Macrophages and Natural Killers Degrade a-Synuclein Aggregates

Amyloid oligomers and fibrils are protein aggregates that exert a high cell toxicity. Efficient degradation of these protein aggregates can minimize the spread and progression of neurodegeneration. In this study, we investigate the properties of natural killer (NK) cells and macrophages in the degradation of a-synuclein (a-Syn) aggregates grown in a lipid-free environment and in the presence of phosphatidylserine and cholesterol (PS/Cho), which are lipids that are directly associated with the onset and progression of Parkinson’s disease. We found that both types of a-Syn aggregates were endocytosed by neurons, which caused strong damage to cell endosomes.
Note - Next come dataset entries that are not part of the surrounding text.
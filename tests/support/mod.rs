// ABOUTME: Test support utilities.
// ABOUTME: Provides an in-memory engine and endpoint builders for integration tests.

use async_trait::async_trait;
use dockfleet::compose::ComposeRunner;
use dockfleet::config::EndpointConfig;
use dockfleet::endpoint::Endpoint;
use dockfleet::engine::{
    ContainerDescriptor, ContainerOps, Document, EngineError, EngineVersion, ImageOps,
    NetworkOps, RuntimeInfo, VolumeOps, into_document,
};
use parking_lot::Mutex;
use serde_json::json;
use std::sync::{Arc, Once};
use std::time::Duration;

static TRACING_INIT: Once = Once::new();

/// Initialize tracing for tests. Safe to call multiple times.
#[allow(dead_code)]
pub fn init_tracing() {
    TRACING_INIT.call_once(|| {
        use tracing_subscriber::EnvFilter;
        let filter =
            EnvFilter::from_default_env().add_directive("dockfleet=debug".parse().unwrap());
        tracing_subscriber::fmt()
            .with_env_filter(filter)
            .with_test_writer()
            .try_init()
            .ok();
    });
}

/// In-memory engine. Every call is recorded; a failing engine fails every call.
#[derive(Default)]
pub struct MockEngine {
    containers: Mutex<Vec<ContainerDescriptor>>,
    images: Mutex<Vec<Document>>,
    stats: Mutex<Document>,
    calls: Mutex<Vec<String>>,
    failure: Option<EngineError>,
    delay: Option<Duration>,
}

#[allow(dead_code)]
impl MockEngine {
    pub fn new() -> Self {
        Self::default()
    }

    pub fn with_container(self, id: &str, name: &str, running: bool) -> Self {
        self.containers.lock().push(container(id, name, running));
        self
    }

    pub fn with_image(self, id: &str, tag: &str) -> Self {
        self.images
            .lock()
            .push(into_document(json!({ "Id": id, "RepoTags": [tag] })));
        self
    }

    pub fn with_stats(self, sample: serde_json::Value) -> Self {
        *self.stats.lock() = into_document(sample);
        self
    }

    pub fn failing(mut self, error: EngineError) -> Self {
        self.failure = Some(error);
        self
    }

    pub fn slow(mut self, delay: Duration) -> Self {
        self.delay = Some(delay);
        self
    }

    pub fn calls(&self) -> Vec<String> {
        self.calls.lock().clone()
    }

    pub fn container(&self, identifier: &str) -> Option<ContainerDescriptor> {
        self.containers
            .lock()
            .iter()
            .find(|c| c.matches(identifier))
            .cloned()
    }

    async fn call(&self, call: String) -> Result<(), EngineError> {
        self.calls.lock().push(call);
        if let Some(delay) = self.delay {
            tokio::time::sleep(delay).await;
        }
        match &self.failure {
            Some(error) => Err(error.clone()),
            None => Ok(()),
        }
    }

    fn set_running(&self, id: &str, running: bool) -> Result<(), EngineError> {
        let mut containers = self.containers.lock();
        let container = containers
            .iter_mut()
            .find(|c| c.matches(id))
            .ok_or_else(|| EngineError::NotFound(format!("No such container: {id}")))?;
        if container.is_running() == running {
            return Err(EngineError::Conflict(format!(
                "{id}: already in the requested state"
            )));
        }
        container.state = if running { "running" } else { "exited" }.to_string();
        Ok(())
    }
}

#[async_trait]
impl ContainerOps for MockEngine {
    async fn list_containers(&self, all: bool) -> Result<Vec<ContainerDescriptor>, EngineError> {
        self.call(format!("list all={all}")).await?;
        Ok(self
            .containers
            .lock()
            .iter()
            .filter(|c| all || c.is_running())
            .cloned()
            .collect())
    }

    async fn inspect_container(&self, id: &str) -> Result<Document, EngineError> {
        self.call(format!("inspect {id}")).await?;
        let container = self
            .container(id)
            .ok_or_else(|| EngineError::NotFound(format!("No such container: {id}")))?;
        Ok(into_document(json!({
            "Id": container.id,
            "Name": container.name,
            "State": { "Running": container.is_running() },
        })))
    }

    async fn start_container(&self, id: &str) -> Result<(), EngineError> {
        self.call(format!("start {id}")).await?;
        self.set_running(id, true)
    }

    async fn stop_container(&self, id: &str) -> Result<(), EngineError> {
        self.call(format!("stop {id}")).await?;
        self.set_running(id, false)
    }

    async fn restart_container(&self, id: &str) -> Result<(), EngineError> {
        self.call(format!("restart {id}")).await?;
        let _ = self.set_running(id, false);
        self.set_running(id, true)
    }

    async fn remove_container(&self, id: &str, force: bool) -> Result<(), EngineError> {
        self.call(format!("remove {id} force={force}")).await?;
        let mut containers = self.containers.lock();
        let index = containers
            .iter()
            .position(|c| c.matches(id))
            .ok_or_else(|| EngineError::NotFound(format!("No such container: {id}")))?;
        if containers[index].is_running() {
            return Err(EngineError::Conflict(format!(
                "cannot remove running container {id}"
            )));
        }
        containers.remove(index);
        Ok(())
    }

    async fn container_logs(&self, id: &str, tail: u64) -> Result<String, EngineError> {
        self.call(format!("logs {id} tail={tail}")).await?;
        Ok(format!("log line from {id}\n"))
    }

    async fn container_stats(&self, id: &str) -> Result<Document, EngineError> {
        self.call(format!("stats {id}")).await?;
        Ok(self.stats.lock().clone())
    }
}

#[async_trait]
impl ImageOps for MockEngine {
    async fn list_images(&self) -> Result<Vec<Document>, EngineError> {
        self.call("images".to_string()).await?;
        Ok(self.images.lock().clone())
    }

    async fn pull_image(&self, reference: &str) -> Result<(), EngineError> {
        self.call(format!("pull {reference}")).await?;
        self.images
            .lock()
            .push(into_document(json!({ "Id": reference, "RepoTags": [reference] })));
        Ok(())
    }

    async fn remove_image(&self, id: &str, force: bool) -> Result<(), EngineError> {
        self.call(format!("rmi {id} force={force}")).await?;
        let mut images = self.images.lock();
        let before = images.len();
        images.retain(|image| image.get("Id").and_then(|v| v.as_str()) != Some(id));
        if images.len() == before {
            return Err(EngineError::NotFound(format!("No such image: {id}")));
        }
        Ok(())
    }
}

#[async_trait]
impl NetworkOps for MockEngine {
    async fn list_networks(&self) -> Result<Vec<Document>, EngineError> {
        self.call("networks".to_string()).await?;
        Ok(vec![into_document(
            json!({ "Id": "n1", "Name": "bridge", "Driver": "bridge" }),
        )])
    }
}

#[async_trait]
impl VolumeOps for MockEngine {
    async fn list_volumes(&self) -> Result<Vec<Document>, EngineError> {
        self.call("volumes".to_string()).await?;
        Ok(Vec::new())
    }
}

#[async_trait]
impl RuntimeInfo for MockEngine {
    async fn ping(&self) -> Result<EngineVersion, EngineError> {
        self.call("ping".to_string()).await?;
        Ok(EngineVersion {
            version: "27.3.1".to_string(),
            api_version: "1.47".to_string(),
        })
    }
}

/// A container descriptor as an engine would report it.
pub fn container(id: &str, name: &str, running: bool) -> ContainerDescriptor {
    ContainerDescriptor {
        id: id.to_string(),
        name: name.to_string(),
        image: "nginx:latest".to_string(),
        state: if running { "running" } else { "exited" }.to_string(),
        status: if running { "Up 2 minutes" } else { "Exited (0)" }.to_string(),
        ports: Vec::new(),
        created: None,
        endpoint: None,
    }
}

/// Endpoint `name` backed by `engine`, with the default Compose runner.
#[allow(dead_code)]
pub fn mock_endpoint(name: &str, engine: MockEngine) -> (Endpoint, Arc<MockEngine>) {
    mock_endpoint_with_compose(name, engine, ComposeRunner::default())
}

#[allow(dead_code)]
pub fn mock_endpoint_with_compose(
    name: &str,
    engine: MockEngine,
    compose: ComposeRunner,
) -> (Endpoint, Arc<MockEngine>) {
    let engine = Arc::new(engine);
    let config = EndpointConfig::tcp(format!("{name}.internal"), 2375).with_name(name);
    let endpoint = Endpoint::with_client(config, engine.clone(), compose);
    (endpoint, engine)
}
Our results also indicated that PS/Cho vesicles drastically increased the toxicity of a-Syn fibrils formed in their presence compared to the toxicity of a-Syn aggregates grown in a lipid-free environment. Both NK cells and macrophages were able to degrade a-Syn and a-Syn/Cho monomers, oligomers, and fibrils. Quantitative analysis of protein degradation showed that macrophages demonstrated substantially more efficient internalization and degradation of amyloid aggregates in comparison to NK cells. We also found that amyloid aggregates induced the proliferation of macrophages and NK cells and significantly changed the expression of their cytokines and chemokines.